══ DATA TO USE ══

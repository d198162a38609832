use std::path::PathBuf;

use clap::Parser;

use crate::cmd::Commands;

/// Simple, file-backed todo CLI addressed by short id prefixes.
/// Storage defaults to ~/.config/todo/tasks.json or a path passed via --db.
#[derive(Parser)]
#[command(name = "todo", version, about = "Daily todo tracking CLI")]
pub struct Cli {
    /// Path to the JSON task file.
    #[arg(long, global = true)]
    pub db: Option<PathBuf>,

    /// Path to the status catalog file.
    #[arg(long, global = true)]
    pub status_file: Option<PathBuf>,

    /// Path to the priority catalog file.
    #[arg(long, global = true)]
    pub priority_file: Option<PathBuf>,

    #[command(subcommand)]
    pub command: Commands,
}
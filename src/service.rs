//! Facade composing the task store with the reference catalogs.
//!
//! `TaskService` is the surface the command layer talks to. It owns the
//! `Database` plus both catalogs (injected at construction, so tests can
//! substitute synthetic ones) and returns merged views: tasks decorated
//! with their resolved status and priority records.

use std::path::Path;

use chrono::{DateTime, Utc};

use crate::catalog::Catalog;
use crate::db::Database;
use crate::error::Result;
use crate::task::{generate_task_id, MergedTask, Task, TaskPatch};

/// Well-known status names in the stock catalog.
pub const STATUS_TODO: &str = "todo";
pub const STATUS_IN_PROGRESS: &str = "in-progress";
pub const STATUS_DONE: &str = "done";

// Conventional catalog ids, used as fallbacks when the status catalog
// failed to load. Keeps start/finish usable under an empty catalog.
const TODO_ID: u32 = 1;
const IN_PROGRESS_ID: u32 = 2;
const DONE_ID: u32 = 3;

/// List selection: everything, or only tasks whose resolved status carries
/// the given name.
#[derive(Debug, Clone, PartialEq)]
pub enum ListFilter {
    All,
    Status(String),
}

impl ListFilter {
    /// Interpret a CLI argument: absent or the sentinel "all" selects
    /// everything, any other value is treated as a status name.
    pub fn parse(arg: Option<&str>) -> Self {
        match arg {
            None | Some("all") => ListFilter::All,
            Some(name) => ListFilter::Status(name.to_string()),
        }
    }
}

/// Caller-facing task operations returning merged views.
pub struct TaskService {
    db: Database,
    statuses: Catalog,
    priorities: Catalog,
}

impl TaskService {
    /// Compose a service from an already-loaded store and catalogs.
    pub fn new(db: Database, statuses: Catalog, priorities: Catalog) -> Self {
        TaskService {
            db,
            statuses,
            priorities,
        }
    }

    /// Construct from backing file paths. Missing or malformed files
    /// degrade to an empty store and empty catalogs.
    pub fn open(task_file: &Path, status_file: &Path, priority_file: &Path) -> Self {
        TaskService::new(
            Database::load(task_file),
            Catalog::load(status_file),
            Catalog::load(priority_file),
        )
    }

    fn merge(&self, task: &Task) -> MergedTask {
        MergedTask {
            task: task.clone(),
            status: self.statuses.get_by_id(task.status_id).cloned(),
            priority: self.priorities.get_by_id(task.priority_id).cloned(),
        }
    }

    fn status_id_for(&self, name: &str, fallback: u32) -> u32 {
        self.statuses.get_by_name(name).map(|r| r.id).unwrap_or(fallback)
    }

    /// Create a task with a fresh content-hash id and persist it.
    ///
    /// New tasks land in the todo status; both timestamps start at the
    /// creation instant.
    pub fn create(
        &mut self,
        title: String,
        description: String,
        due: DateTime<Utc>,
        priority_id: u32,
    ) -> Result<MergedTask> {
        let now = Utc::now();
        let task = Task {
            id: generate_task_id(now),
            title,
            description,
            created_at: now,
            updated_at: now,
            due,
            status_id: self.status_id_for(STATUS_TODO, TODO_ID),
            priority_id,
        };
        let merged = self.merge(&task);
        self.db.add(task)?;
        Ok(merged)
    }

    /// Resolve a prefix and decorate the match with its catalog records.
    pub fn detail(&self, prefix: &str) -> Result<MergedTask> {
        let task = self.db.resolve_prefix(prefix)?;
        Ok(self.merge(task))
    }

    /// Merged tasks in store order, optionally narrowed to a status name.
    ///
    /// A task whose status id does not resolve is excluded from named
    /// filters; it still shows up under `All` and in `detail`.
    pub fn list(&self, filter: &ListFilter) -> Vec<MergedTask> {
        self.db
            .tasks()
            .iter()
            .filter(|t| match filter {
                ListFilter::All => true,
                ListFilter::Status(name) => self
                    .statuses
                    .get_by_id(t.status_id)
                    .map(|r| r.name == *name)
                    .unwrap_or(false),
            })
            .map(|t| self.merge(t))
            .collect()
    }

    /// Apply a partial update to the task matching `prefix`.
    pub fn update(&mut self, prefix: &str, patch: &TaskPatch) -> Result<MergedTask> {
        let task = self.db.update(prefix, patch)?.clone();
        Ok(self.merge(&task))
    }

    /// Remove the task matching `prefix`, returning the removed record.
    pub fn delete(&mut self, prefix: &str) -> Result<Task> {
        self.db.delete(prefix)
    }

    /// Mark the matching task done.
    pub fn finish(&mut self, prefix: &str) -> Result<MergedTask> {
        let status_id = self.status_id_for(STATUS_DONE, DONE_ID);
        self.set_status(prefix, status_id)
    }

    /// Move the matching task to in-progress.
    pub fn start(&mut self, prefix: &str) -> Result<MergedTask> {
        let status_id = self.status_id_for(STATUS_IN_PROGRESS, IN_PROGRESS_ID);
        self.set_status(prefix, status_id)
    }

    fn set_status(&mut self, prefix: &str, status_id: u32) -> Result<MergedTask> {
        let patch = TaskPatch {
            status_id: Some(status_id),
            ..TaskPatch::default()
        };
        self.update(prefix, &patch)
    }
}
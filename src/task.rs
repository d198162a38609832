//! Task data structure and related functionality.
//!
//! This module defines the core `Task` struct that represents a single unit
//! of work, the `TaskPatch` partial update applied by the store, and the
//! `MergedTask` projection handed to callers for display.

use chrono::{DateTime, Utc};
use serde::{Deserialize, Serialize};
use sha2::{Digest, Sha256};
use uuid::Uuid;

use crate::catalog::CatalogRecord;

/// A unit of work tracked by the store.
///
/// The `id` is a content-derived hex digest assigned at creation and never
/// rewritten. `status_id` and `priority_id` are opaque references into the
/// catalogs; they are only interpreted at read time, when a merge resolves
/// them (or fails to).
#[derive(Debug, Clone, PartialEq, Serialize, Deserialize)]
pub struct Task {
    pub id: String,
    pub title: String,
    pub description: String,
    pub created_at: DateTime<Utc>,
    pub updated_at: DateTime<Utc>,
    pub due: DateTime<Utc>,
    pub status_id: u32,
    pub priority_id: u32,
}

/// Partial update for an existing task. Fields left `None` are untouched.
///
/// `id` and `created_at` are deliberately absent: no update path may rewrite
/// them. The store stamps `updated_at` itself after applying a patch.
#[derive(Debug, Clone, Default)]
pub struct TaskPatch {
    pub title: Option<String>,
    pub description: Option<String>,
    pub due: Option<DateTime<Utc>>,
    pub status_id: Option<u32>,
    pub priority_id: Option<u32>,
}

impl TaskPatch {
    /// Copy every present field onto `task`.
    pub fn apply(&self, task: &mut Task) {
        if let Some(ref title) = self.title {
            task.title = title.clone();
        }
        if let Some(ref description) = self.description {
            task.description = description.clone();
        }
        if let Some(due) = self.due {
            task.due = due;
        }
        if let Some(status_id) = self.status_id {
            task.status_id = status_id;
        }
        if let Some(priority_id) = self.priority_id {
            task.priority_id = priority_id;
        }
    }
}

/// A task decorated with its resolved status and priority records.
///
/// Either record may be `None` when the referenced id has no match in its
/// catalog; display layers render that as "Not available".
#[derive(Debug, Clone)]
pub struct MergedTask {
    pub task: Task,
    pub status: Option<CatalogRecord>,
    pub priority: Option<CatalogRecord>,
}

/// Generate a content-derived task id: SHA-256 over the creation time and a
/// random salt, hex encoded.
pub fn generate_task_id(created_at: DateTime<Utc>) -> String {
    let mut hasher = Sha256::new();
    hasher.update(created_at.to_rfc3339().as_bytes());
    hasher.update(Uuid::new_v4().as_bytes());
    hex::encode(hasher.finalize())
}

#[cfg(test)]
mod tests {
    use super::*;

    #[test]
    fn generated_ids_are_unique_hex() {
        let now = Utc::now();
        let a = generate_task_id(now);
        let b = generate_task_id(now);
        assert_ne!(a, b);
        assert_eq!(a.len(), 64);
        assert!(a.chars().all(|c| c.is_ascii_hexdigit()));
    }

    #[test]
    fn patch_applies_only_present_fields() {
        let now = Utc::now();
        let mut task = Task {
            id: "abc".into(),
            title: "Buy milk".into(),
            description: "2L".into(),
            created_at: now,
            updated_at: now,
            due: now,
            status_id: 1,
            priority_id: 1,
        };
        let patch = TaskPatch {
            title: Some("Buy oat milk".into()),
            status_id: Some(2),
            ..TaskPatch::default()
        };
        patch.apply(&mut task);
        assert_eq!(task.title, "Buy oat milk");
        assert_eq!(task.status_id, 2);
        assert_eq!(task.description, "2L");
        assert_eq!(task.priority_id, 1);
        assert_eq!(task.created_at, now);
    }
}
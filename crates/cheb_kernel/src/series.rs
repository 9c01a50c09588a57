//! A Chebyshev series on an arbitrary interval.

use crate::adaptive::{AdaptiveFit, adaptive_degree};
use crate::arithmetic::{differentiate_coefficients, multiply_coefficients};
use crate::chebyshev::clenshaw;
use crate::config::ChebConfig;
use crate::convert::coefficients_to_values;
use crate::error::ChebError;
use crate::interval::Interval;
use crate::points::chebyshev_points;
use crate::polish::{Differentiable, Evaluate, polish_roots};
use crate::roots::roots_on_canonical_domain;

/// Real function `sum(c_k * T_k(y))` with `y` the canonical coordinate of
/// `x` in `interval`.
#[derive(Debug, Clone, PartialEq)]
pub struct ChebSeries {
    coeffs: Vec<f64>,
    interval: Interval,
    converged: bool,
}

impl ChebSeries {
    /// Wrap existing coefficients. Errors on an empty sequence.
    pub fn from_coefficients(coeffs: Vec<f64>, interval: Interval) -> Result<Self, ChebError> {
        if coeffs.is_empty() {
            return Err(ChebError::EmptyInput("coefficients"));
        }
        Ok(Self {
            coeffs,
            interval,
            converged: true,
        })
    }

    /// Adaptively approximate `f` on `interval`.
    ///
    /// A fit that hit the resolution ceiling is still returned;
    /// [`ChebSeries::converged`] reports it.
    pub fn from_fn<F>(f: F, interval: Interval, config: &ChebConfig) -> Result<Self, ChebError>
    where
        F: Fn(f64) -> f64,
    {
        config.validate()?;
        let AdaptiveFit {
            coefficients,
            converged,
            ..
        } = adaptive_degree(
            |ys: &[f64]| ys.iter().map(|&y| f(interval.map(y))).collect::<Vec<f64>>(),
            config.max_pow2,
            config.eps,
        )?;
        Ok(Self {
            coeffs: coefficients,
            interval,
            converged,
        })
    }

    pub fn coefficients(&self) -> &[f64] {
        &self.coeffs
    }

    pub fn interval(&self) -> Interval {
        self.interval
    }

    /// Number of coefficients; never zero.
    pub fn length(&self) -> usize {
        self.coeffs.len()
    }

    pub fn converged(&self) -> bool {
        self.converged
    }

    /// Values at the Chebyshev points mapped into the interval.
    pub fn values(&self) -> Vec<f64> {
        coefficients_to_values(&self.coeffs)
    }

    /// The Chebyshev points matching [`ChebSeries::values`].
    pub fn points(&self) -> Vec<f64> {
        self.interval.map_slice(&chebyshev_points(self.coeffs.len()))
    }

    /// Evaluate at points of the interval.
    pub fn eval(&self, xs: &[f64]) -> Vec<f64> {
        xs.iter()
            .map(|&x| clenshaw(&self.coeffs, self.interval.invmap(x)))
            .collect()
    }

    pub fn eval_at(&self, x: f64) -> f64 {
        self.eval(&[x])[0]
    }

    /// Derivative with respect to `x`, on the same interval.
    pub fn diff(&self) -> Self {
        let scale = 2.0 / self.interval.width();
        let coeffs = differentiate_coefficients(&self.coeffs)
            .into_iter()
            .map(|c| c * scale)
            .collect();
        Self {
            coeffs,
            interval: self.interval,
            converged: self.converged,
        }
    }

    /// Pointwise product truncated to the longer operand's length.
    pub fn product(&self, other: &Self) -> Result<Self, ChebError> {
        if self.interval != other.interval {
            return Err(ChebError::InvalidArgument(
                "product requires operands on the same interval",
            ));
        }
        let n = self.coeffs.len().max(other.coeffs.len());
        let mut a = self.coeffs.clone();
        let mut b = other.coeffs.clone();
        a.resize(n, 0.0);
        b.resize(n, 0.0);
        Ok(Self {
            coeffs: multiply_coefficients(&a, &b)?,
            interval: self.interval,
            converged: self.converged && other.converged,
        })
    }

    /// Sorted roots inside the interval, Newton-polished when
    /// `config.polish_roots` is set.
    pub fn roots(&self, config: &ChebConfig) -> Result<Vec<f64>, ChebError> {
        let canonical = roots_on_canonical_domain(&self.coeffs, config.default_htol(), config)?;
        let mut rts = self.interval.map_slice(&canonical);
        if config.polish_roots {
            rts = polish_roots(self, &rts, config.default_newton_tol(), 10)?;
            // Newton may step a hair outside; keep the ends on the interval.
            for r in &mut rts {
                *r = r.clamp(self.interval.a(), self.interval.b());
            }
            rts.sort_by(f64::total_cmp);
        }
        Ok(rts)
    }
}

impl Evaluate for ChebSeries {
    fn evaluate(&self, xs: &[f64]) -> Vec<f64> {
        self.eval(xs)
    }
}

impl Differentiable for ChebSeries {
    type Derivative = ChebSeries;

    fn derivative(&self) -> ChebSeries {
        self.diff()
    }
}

═══

### REQUIRED ACTION
Report each line above that includes the string "Result".

### SOLUTION TO THE PROBLEM
use crate::error::Result;
    ) -> Result<MergedTask> {
    pub fn detail(&self, prefix: &str) -> Result<MergedTask> {
    pub fn update(&mut self, prefix: &str, patch: &TaskPatch) -> Result<MergedTask> {
    pub fn delete(&mut self, prefix: &str) -> Result<Task> {
    pub fn finish(&mut self, prefix: &str) -> Result<MergedTask> {
    pub fn start(&mut self, prefix: &str) -> Result<MergedTask> {
    fn set_status(&mut self, prefix: &str, status_id: u32) -> Result<MergedTask> {
    pub fn from_coefficients(coeffs: Vec<f64>, interval: Interval) -> Result<Self, ChebError> {
    pub fn from_fn<F>(f: F, interval: Interval, config: &ChebConfig) -> Result<Self, ChebError>
    pub fn product(&self, other: &Self) -> Result<Self, ChebError> {
    pub fn roots(&self, config: &ChebConfig) -> Result<Vec<f64>, ChebError> {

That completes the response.